Knowing something about X tell us something about Y.
How much does it tell us?
Can we put a value on this information?
I know something that you do not know: the result of a binary fair choice
If I tell you the result I am giving you some information We call this one bit of information.

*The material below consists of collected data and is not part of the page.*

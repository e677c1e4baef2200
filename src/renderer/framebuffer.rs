use super::{color::Color, surface::DisplaySurface};
use anyhow::Context;
use glam::DVec2;
#[allow(unused_imports)]
use log::{debug, error, info, trace, warn};
use std::path::Path;

const TRANSPARENT: [u8; 4] = [0, 0, 0, 0];

/// CPU side [`DisplaySurface`].
///
/// Polygons are written into a transparent RGBA canvas, replacing whatever was there (so a
/// polygon with alpha 0 erases). [`DisplaySurface::present`] composites the canvas over the
/// background into [`Self::presented`].
pub struct Framebuffer {
    width: u32,
    height: u32,
    background: [u8; 4],
    canvas: Vec<[u8; 4]>,
    /// Last presented frame as `0RGB` words, row major
    presented: Vec<u32>,
}

impl Framebuffer {
    pub fn new(size: [u32; 2]) -> Self {
        let [width, height] = size;
        let pixel_count = width as usize * height as usize;
        Self {
            width,
            height,
            background: [0, 0, 0, 255],
            canvas: vec![TRANSPARENT; pixel_count],
            presented: vec![0; pixel_count],
        }
    }

    pub fn size(&self) -> [u32; 2] {
        [self.width, self.height]
    }

    pub fn presented(&self) -> &[u32] {
        &self.presented
    }

    /// RGB of a presented pixel
    #[cfg(test)]
    pub fn presented_pixel(&self, x: u32, y: u32) -> Option<[u8; 3]> {
        if x >= self.width || y >= self.height {
            return None;
        }
        let word = self.presented[self.index(x, y)];
        Some([(word >> 16) as u8, (word >> 8) as u8, word as u8])
    }

    /// Canvas pixel before compositing, including alpha
    #[cfg(test)]
    pub fn canvas_pixel(&self, x: u32, y: u32) -> Option<[u8; 4]> {
        if x >= self.width || y >= self.height {
            return None;
        }
        Some(self.canvas[self.index(x, y)])
    }

    pub fn save_png(&self, path: &Path) -> anyhow::Result<()> {
        let rgba: Vec<u8> = self
            .presented
            .iter()
            .flat_map(|word| [(word >> 16) as u8, (word >> 8) as u8, *word as u8, 255])
            .collect();
        let image = image::RgbaImage::from_raw(self.width, self.height, rgba)
            .context("framebuffer size doesn't match pixel count")?;
        image
            .save(path)
            .with_context(|| format!("writing image to {}", path.display()))?;
        info!("saved frame to {}", path.display());
        Ok(())
    }

    #[inline]
    fn index(&self, x: u32, y: u32) -> usize {
        y as usize * self.width as usize + x as usize
    }

    /// Fills the pixels whose centers are inside the convex polygon
    fn fill_convex(&mut self, points: &[DVec2], rgba: [u8; 4]) {
        if points.len() < 3 || self.width == 0 || self.height == 0 {
            return;
        }
        if points.iter().any(|p| !p.is_finite()) {
            trace!("skipping polygon with non-finite corners");
            return;
        }

        let (y_min, y_max) = points
            .iter()
            .fold((f64::INFINITY, f64::NEG_INFINITY), |(lo, hi), p| {
                (lo.min(p.y), hi.max(p.y))
            });
        let first_row = (y_min - 0.5).ceil().max(0.) as u32;
        let last_row = (y_max - 0.5).floor().min(self.height as f64 - 1.);
        if last_row < 0. {
            return;
        }
        let last_row = last_row as u32;

        for row in first_row..=last_row {
            let Some((x_start, x_end)) = row_span(points, row as f64 + 0.5) else {
                continue;
            };
            let first_col = (x_start - 0.5).ceil().max(0.);
            let end_col = (x_end - 0.5).ceil().min(self.width as f64);
            if end_col <= first_col {
                continue;
            }
            let row_start = self.index(0, row);
            self.canvas[row_start + first_col as usize..row_start + end_col as usize].fill(rgba);
        }
    }
}

/// Leftmost and rightmost x where the horizontal line at `y` crosses the polygon's edges
fn row_span(points: &[DVec2], y: f64) -> Option<(f64, f64)> {
    let mut span: Option<(f64, f64)> = None;
    for (i, a) in points.iter().enumerate() {
        let b = points[(i + 1) % points.len()];
        let crosses = (a.y <= y && y < b.y) || (b.y <= y && y < a.y);
        if !crosses {
            continue;
        }
        let x = a.x + (y - a.y) * (b.x - a.x) / (b.y - a.y);
        span = Some(match span {
            Some((lo, hi)) => (lo.min(x), hi.max(x)),
            None => (x, x),
        });
    }
    span
}

fn composite(over: [u8; 4], under: [u8; 4]) -> u32 {
    let alpha = over[3] as f64 / 255.;
    let mix = |i: usize| -> u32 {
        (over[i] as f64 * alpha + under[i] as f64 * (1. - alpha)).round() as u32
    };
    (mix(0) << 16) | (mix(1) << 8) | mix(2)
}

impl DisplaySurface for Framebuffer {
    fn fill_background(&mut self, color: Color) {
        self.background = color.to_rgba8();
        self.canvas.fill(TRANSPARENT);
    }

    fn draw_filled_polygon(&mut self, points: &[DVec2], color: Color) {
        self.fill_convex(points, color.to_rgba8());
    }

    fn present(&mut self) -> anyhow::Result<()> {
        let background = self.background;
        for (out, pixel) in self.presented.iter_mut().zip(&self.canvas) {
            *out = composite(*pixel, background);
        }
        Ok(())
    }
}

#[cfg(test)]
mod tests {
    use super::*;

    fn square(x0: f64, y0: f64, size: f64) -> [DVec2; 4] {
        [
            DVec2::new(x0, y0),
            DVec2::new(x0 + size, y0),
            DVec2::new(x0 + size, y0 + size),
            DVec2::new(x0, y0 + size),
        ]
    }

    #[test]
    fn fills_pixel_centers_inside_polygon() {
        let mut framebuffer = Framebuffer::new([10, 10]);
        framebuffer.fill_background(Color::rgb(240., 240., 240.));
        framebuffer.draw_filled_polygon(&square(2., 3., 4.), Color::rgb(255., 0., 0.));
        framebuffer.present().unwrap();

        assert_eq!(framebuffer.presented_pixel(2, 3), Some([255, 0, 0]));
        assert_eq!(framebuffer.presented_pixel(5, 6), Some([255, 0, 0]));
        assert_eq!(framebuffer.presented_pixel(6, 6), Some([240, 240, 240]));
        assert_eq!(framebuffer.presented_pixel(1, 3), Some([240, 240, 240]));
        assert_eq!(framebuffer.presented_pixel(10, 0), None);
    }

    #[test]
    fn transparent_polygon_erases_canvas() {
        let mut framebuffer = Framebuffer::new([8, 8]);
        framebuffer.fill_background(Color::rgb(10., 20., 30.));
        framebuffer.draw_filled_polygon(&square(0., 0., 8.), Color::rgb(200., 200., 200.));
        framebuffer.draw_filled_polygon(&square(0., 0., 4.), Color::rgba(0., 0., 0., 0.));
        framebuffer.present().unwrap();

        assert_eq!(framebuffer.canvas_pixel(1, 1), Some([0, 0, 0, 0]));
        assert_eq!(framebuffer.presented_pixel(1, 1), Some([10, 20, 30]));
        assert_eq!(framebuffer.presented_pixel(6, 6), Some([200, 200, 200]));
    }

    #[test]
    fn triangle_and_clipping() {
        let mut framebuffer = Framebuffer::new([6, 6]);
        framebuffer.fill_background(Color::rgb(0., 0., 0.));
        // partly off screen
        framebuffer.draw_filled_polygon(
            &[DVec2::new(-10., -10.), DVec2::new(20., -10.), DVec2::new(-10., 20.)],
            Color::rgb(0., 255., 0.),
        );
        framebuffer.present().unwrap();
        assert_eq!(framebuffer.presented_pixel(0, 0), Some([0, 255, 0]));
        assert_eq!(framebuffer.presented_pixel(5, 5), Some([0, 0, 0]));
    }

    #[test]
    fn degenerate_polygons_draw_nothing() {
        let mut framebuffer = Framebuffer::new([4, 4]);
        framebuffer.fill_background(Color::rgb(0., 0., 0.));
        let flat = [DVec2::new(0., 2.), DVec2::new(4., 2.), DVec2::new(4., 2.), DVec2::new(0., 2.)];
        framebuffer.draw_filled_polygon(&flat, Color::rgb(255., 255., 255.));
        framebuffer.draw_filled_polygon(&[DVec2::NAN; 4], Color::rgb(255., 255., 255.));
        framebuffer.present().unwrap();
        assert!(framebuffer.presented().iter().all(|p| *p == 0));
    }

    #[test]
    fn snapshot_round_trips_through_png() {
        let mut framebuffer = Framebuffer::new([4, 4]);
        framebuffer.fill_background(Color::rgb(240., 240., 240.));
        framebuffer.draw_filled_polygon(&square(0., 0., 2.), Color::rgb(160., 200., 255.));
        framebuffer.present().unwrap();

        let path =
            std::env::temp_dir().join(format!("cubeslice-snapshot-{}.png", std::process::id()));
        framebuffer.save_png(&path).unwrap();
        let image = image::open(&path).unwrap().to_rgba8();
        std::fs::remove_file(&path).unwrap();

        assert_eq!(image.dimensions(), (4, 4));
        assert_eq!(image.get_pixel(1, 1).0, [160, 200, 255, 255]);
        assert_eq!(image.get_pixel(3, 3).0, [240, 240, 240, 255]);
    }

    #[test]
    fn half_transparent_blends() {
        assert_eq!(composite([255, 0, 0, 0], [0, 0, 255, 255]), 0x0000ff);
        assert_eq!(composite([200, 0, 0, 255], [0, 0, 255, 255]), 0xc80000);
        assert_eq!(composite([255, 255, 255, 128], [0, 0, 0, 255]) >> 16, 128);
    }
}
use crate::config;
use glam::DVec2;
#[allow(unused_imports)]
use log::{debug, error, info, trace, warn};
use std::f64::consts::{FRAC_PI_2, TAU};

/// Orbit camera looking at the world origin from a fixed direction given by yaw and pitch.
/// Zoom scales the orthogonal projection.
#[derive(Clone, Copy, Debug, PartialEq)]
pub struct CameraState {
    zoom: f64,
    /// Radians in [0, TAU)
    yaw: f64,
    /// Radians in [-PI/2, PI/2]
    pitch: f64,
}

impl Default for CameraState {
    fn default() -> Self {
        Self::new(config::INITIAL_ZOOM, config::INITIAL_YAW, config::INITIAL_PITCH)
    }
}

// Public functions
impl CameraState {
    /// Yaw is wrapped, pitch clamped. A non-positive or non-finite zoom falls back to
    /// [`config::INITIAL_ZOOM`].
    pub fn new(zoom: f64, yaw: f64, pitch: f64) -> Self {
        let zoom = if zoom.is_finite() && zoom > 0. {
            zoom
        } else {
            config::INITIAL_ZOOM
        };
        Self {
            zoom,
            yaw: wrap_yaw(yaw),
            pitch: clamp_pitch(pitch),
        }
    }

    /// Changes the viewing angles based on the pixel amount the pointer has moved.
    /// `sensitivity` is pixels per radian.
    pub fn rotate(&mut self, delta_cursor_position: DVec2, sensitivity: f64) {
        let delta_angle = delta_cursor_position / sensitivity;
        if !delta_angle.is_finite() {
            debug!("ignoring non-finite camera rotation {delta_angle}");
            return;
        }
        self.yaw = wrap_yaw(self.yaw + delta_angle.x);
        self.pitch = clamp_pitch(self.pitch - delta_angle.y);
    }

    /// Multiplies zoom by `1 + scroll_delta * sensitivity`. Returns false without changing
    /// anything if that factor isn't positive or the clamped zoom ends up unchanged.
    pub fn scroll_zoom(&mut self, scroll_delta: f64, sensitivity: f64) -> bool {
        let factor = 1. + scroll_delta * sensitivity;
        if !factor.is_finite() || factor <= 0. {
            debug!("rejecting zoom factor {factor} from scroll delta {scroll_delta}");
            return false;
        }
        let new_zoom = (self.zoom * factor).clamp(config::MIN_ZOOM, config::MAX_ZOOM);
        if new_zoom == self.zoom {
            return false;
        }
        self.zoom = new_zoom;
        true
    }

    // Getters

    pub fn zoom(&self) -> f64 {
        self.zoom
    }

    pub fn yaw(&self) -> f64 {
        self.yaw
    }

    pub fn pitch(&self) -> f64 {
        self.pitch
    }
}

fn wrap_yaw(yaw: f64) -> f64 {
    if yaw.is_finite() {
        yaw.rem_euclid(TAU)
    } else {
        0.
    }
}

fn clamp_pitch(pitch: f64) -> f64 {
    if pitch.is_finite() {
        pitch.clamp(-FRAC_PI_2, FRAC_PI_2)
    } else {
        0.
    }
}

Now I know twice as much information as before: 2 bits
In general, tossing N coins will give N bits
This time the coin is really biased, and you know it.
It always falls on Heads
I see the result, but you already know.
Therefore now the information is 0 bits
The realization of a random variable X will give us some information
This information depends only on the probability distribution of X
We will represent the information of the random variable X by the function H(X).
Claude Shanon defined the information of a message x as - \log_2 (\Pr(X=x)) Notice that, since \Pr(X=x)\leq 1, this formula is always positive or zero.

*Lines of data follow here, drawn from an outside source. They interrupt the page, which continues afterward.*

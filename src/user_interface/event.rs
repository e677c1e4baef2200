#[cfg(test)]
use std::collections::VecDeque;

/// Keys the interaction loop distinguishes
#[derive(Clone, Copy, Debug, PartialEq, Eq)]
pub enum Key {
    /// Number row or keypad digit 0-9
    Digit(u8),
    Escape,
    Other,
}

/// Input from the window, as seen by the interaction loop
#[derive(Clone, Copy, Debug, PartialEq)]
pub enum Event {
    Quit,
    KeyPress(Key),
    PointerDown,
    PointerUp,
    /// Pointer movement in pixels since the previous event
    PointerMove { dx: f64, dy: f64 },
    /// Scroll wheel clicks, positive away from the user
    ScrollWheel(f64),
    /// Anything else the backend reports, e.g. right or middle clicks. Always ignored.
    Other,
}

/// Source of input events. `wait_for_next_event` blocks until something happens.
pub trait InputSource {
    fn wait_for_next_event(&mut self) -> anyhow::Result<Event>;
}

/// Replays a fixed list of events, then reports [`Event::Quit`] forever
#[cfg(test)]
#[derive(Clone, Debug, Default)]
pub struct ScriptedInput {
    events: VecDeque<Event>,
}

#[cfg(test)]
impl ScriptedInput {
    pub fn new(events: impl IntoIterator<Item = Event>) -> Self {
        Self {
            events: events.into_iter().collect(),
        }
    }

    pub fn remaining(&self) -> usize {
        self.events.len()
    }
}

#[cfg(test)]
impl InputSource for ScriptedInput {
    fn wait_for_next_event(&mut self) -> anyhow::Result<Event> {
        Ok(self.events.pop_front().unwrap_or(Event::Quit))
    }
}
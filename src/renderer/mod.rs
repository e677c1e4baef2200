pub mod camera_transform;
pub mod color;
pub mod framebuffer;
/// Shading, culling, depth ordering and projection of box faces
pub mod pipeline;
pub mod surface;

The information of a random variable X is the average of all possible messages H(X) = - \sum_X \Pr(X) \log_2 (\Pr(X)) with the convention that 0\cdot\log_2 (0) = 0.
Notice that, since \Pr(X)\leq 1, this formula is always positive or zero.
Following the definition, we have H(X,Y) = -\sum_X \sum_Y \Pr(X,Y) \log_2(\Pr(X,Y)) If X and Y are idependent, then \Pr(X,Y)=\Pr(X)\Pr(Y). So H(X,Y) = -\sum_X \sum_Y \Pr(X)\Pr(Y) \log_2(\Pr(X)\Pr(Y))
The logarithm of a product is the sum of the logarithms, so H(X,Y) = -\sum_X \sum_Y \Pr(X)\Pr(Y) \log_2(\Pr(X)) -\sum_X \sum_Y \Pr(X)\Pr(Y) \log_2(\Pr(Y)) The sums can be reorganized as H(X,Y) = -\sum_Y \Pr(Y) \sum_X \Pr(X) \log_2(\Pr(X)) -\sum_X \Pr(X)\sum_Y \Pr(Y) \log_2(\Pr(Y)) (Just using the associative and distributive laws)
Since we know that \sum_X \Pr(X)=\sum_Y \Pr(Y)=1, we have H(X,Y) = -\sum_X \Pr(X) \log_2(\Pr(X)) - \sum_Y \Pr(Y) \log_2(\Pr(Y)) therefore H(X,Y) = H(X) + H(Y)
It is easy to see that this result can be generalized to several independent random variables.